**Given records**
= Beginning of Section =

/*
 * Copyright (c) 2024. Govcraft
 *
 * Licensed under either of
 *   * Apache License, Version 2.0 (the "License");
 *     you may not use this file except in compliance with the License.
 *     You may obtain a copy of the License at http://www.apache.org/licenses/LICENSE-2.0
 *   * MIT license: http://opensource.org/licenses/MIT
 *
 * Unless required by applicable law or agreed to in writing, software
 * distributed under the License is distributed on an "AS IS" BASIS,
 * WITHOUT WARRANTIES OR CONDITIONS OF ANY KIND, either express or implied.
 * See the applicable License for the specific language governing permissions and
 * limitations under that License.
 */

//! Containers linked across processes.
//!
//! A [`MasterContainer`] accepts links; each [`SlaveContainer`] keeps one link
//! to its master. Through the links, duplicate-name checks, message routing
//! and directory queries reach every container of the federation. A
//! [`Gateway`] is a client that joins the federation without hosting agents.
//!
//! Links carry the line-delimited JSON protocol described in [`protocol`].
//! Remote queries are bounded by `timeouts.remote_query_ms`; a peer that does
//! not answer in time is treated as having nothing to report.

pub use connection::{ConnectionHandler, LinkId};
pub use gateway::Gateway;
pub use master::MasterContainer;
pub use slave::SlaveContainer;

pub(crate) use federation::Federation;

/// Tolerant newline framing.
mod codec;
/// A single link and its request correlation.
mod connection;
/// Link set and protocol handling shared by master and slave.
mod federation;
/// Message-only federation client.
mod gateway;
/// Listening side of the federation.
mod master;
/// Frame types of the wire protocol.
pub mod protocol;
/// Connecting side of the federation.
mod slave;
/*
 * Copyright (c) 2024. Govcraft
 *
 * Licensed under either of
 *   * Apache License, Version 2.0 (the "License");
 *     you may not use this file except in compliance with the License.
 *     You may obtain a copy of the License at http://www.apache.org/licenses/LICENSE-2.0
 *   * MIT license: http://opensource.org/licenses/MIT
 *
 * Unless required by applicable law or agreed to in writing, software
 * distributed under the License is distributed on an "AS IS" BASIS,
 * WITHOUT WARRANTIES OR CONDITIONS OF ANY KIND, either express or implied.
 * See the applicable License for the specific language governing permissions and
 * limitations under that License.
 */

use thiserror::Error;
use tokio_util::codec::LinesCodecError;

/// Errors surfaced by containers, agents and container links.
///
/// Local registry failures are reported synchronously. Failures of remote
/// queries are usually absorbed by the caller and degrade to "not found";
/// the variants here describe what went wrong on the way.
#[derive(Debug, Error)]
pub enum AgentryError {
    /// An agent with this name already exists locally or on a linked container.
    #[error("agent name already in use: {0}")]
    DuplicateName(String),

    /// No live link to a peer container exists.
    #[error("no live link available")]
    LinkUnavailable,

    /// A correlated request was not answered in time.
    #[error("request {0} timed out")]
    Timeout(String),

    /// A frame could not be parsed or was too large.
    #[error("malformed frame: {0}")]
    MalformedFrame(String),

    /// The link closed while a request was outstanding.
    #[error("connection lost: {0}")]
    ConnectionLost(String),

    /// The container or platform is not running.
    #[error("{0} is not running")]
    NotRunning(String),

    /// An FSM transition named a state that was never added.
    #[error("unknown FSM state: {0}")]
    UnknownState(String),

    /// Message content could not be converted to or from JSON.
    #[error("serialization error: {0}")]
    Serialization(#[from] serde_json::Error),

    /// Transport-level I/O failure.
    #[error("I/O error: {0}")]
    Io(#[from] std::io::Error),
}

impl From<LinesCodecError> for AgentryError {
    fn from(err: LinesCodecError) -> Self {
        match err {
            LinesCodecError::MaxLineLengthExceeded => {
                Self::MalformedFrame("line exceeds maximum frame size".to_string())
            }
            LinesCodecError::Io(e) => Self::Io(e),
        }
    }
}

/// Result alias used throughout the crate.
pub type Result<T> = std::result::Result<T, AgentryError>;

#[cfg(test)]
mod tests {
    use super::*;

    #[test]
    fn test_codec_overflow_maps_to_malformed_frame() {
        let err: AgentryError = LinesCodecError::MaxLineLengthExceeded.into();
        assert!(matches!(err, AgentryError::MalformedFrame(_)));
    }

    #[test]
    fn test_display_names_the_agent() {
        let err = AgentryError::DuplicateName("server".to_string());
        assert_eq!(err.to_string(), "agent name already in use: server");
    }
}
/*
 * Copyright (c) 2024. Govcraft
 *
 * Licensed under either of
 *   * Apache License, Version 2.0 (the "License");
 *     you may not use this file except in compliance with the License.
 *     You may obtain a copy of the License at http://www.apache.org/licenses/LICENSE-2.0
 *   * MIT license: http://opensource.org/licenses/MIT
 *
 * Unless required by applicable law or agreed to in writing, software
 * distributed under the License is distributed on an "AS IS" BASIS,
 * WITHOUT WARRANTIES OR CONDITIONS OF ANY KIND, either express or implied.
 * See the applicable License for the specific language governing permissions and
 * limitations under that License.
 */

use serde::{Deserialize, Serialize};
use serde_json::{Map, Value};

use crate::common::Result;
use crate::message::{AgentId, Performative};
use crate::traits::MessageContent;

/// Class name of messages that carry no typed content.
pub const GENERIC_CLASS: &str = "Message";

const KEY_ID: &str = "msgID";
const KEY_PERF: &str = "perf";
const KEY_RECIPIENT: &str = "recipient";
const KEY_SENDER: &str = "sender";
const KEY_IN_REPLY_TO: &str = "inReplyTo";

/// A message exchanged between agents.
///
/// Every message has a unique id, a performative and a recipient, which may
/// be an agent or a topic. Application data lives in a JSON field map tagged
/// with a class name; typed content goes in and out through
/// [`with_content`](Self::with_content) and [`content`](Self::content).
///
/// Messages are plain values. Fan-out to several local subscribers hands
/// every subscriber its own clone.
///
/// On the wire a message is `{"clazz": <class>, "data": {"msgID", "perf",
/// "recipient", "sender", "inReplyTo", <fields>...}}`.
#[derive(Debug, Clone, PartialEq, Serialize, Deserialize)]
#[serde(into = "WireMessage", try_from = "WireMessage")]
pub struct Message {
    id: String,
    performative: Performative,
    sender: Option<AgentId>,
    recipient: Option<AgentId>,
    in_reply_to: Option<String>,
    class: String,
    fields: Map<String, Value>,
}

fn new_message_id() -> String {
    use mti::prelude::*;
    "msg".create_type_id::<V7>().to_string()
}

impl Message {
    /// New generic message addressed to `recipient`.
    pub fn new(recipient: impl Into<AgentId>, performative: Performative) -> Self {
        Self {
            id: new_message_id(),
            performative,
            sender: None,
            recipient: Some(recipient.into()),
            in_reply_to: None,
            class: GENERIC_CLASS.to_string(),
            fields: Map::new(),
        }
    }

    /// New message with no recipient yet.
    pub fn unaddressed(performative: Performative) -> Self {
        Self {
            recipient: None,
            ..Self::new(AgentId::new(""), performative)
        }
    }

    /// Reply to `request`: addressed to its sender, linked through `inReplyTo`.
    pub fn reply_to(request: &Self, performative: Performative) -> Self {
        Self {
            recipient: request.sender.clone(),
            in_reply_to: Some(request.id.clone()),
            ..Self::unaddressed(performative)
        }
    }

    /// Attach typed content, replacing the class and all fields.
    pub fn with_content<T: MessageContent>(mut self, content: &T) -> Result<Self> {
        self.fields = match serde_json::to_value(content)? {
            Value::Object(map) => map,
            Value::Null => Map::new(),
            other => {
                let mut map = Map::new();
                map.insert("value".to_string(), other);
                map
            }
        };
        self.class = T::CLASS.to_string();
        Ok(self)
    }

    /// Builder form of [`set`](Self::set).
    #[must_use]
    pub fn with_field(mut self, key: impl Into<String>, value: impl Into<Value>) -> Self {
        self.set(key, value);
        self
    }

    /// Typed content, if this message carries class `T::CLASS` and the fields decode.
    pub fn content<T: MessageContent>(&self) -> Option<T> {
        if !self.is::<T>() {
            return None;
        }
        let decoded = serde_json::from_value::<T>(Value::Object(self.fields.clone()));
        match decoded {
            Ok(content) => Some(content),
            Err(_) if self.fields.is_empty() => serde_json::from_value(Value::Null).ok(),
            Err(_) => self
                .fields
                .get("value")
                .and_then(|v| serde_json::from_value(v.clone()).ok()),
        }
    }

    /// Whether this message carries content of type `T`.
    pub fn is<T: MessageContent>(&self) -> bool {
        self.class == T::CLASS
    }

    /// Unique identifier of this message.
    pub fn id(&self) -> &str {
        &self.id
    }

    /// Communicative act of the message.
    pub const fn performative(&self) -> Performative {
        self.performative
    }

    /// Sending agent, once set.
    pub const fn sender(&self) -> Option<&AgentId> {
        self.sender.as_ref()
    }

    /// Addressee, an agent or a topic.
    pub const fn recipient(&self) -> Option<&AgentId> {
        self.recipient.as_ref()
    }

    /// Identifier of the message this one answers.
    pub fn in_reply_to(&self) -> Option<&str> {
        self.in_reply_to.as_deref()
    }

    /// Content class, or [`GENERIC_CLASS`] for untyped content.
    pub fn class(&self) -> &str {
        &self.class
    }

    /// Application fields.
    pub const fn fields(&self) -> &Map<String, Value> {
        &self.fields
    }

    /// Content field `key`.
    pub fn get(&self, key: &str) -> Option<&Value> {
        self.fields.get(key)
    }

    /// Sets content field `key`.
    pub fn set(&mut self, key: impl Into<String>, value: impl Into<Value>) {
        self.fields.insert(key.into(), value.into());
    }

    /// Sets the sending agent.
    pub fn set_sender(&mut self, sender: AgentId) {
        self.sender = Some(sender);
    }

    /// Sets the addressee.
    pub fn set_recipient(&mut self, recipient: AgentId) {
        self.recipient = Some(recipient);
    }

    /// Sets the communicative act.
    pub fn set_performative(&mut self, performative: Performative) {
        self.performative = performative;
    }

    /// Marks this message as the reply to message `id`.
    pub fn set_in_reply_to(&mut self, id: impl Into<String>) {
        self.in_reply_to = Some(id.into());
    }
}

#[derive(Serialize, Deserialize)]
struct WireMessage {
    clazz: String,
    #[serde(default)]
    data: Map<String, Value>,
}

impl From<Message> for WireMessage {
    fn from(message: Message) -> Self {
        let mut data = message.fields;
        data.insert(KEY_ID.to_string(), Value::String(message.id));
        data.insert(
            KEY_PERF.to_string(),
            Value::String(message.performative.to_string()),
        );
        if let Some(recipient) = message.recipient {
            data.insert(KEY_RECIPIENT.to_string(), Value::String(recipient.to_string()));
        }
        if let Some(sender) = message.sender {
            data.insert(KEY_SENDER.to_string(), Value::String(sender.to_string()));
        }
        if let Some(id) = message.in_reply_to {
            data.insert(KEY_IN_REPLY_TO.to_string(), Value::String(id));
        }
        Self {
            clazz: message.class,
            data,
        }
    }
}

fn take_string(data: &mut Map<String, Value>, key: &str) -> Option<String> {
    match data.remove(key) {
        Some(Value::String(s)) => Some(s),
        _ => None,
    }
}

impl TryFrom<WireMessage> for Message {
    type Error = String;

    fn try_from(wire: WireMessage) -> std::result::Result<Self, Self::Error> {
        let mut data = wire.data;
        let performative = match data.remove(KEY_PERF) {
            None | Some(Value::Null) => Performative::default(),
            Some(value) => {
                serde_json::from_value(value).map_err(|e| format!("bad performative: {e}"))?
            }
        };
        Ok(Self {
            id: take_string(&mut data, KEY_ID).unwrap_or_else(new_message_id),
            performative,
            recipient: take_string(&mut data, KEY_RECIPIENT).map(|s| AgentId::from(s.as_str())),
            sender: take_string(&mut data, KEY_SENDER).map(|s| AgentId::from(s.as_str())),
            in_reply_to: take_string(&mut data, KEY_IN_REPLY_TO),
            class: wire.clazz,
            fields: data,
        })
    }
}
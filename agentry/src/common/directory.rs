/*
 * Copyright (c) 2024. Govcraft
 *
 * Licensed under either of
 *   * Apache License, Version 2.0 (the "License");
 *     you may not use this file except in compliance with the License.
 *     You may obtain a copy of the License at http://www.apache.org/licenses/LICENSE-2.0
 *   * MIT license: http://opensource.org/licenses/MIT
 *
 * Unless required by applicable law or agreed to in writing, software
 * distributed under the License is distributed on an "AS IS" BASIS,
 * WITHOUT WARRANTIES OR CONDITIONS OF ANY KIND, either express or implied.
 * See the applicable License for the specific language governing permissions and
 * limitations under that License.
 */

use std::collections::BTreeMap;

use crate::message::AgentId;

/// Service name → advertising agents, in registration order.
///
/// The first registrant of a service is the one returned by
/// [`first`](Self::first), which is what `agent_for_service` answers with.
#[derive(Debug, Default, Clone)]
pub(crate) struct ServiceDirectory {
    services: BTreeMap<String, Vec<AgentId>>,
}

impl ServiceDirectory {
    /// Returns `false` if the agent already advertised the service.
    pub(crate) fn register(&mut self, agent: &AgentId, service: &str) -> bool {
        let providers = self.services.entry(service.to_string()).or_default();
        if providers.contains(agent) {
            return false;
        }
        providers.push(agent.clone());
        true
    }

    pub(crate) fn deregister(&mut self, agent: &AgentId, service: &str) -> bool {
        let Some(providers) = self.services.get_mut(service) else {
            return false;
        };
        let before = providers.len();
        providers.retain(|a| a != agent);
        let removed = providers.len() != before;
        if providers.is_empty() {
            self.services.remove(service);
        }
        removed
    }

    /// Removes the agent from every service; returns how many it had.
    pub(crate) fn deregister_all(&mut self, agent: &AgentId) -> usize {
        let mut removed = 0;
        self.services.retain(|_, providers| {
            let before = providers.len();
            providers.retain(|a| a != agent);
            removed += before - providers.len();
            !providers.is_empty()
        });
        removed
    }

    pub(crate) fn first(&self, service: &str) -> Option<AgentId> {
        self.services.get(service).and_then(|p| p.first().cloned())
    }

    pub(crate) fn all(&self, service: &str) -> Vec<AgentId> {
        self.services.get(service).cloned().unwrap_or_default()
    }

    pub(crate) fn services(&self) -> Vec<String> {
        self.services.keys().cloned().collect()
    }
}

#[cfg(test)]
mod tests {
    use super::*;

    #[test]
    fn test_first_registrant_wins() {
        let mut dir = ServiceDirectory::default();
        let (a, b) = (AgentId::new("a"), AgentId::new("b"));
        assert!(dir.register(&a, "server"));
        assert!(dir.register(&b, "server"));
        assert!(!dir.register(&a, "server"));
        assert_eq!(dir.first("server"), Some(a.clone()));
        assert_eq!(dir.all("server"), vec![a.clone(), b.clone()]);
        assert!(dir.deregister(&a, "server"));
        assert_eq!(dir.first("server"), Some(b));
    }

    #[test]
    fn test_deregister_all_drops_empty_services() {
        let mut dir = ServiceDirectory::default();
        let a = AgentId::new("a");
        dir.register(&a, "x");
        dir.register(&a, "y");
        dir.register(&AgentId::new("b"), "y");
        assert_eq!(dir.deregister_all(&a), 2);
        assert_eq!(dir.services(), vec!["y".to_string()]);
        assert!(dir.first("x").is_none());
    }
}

= End of Section =

**Description of the task**
From the entries, work out how many lines include the word "DuplicateName", answering with the number only.

**Written answer**
2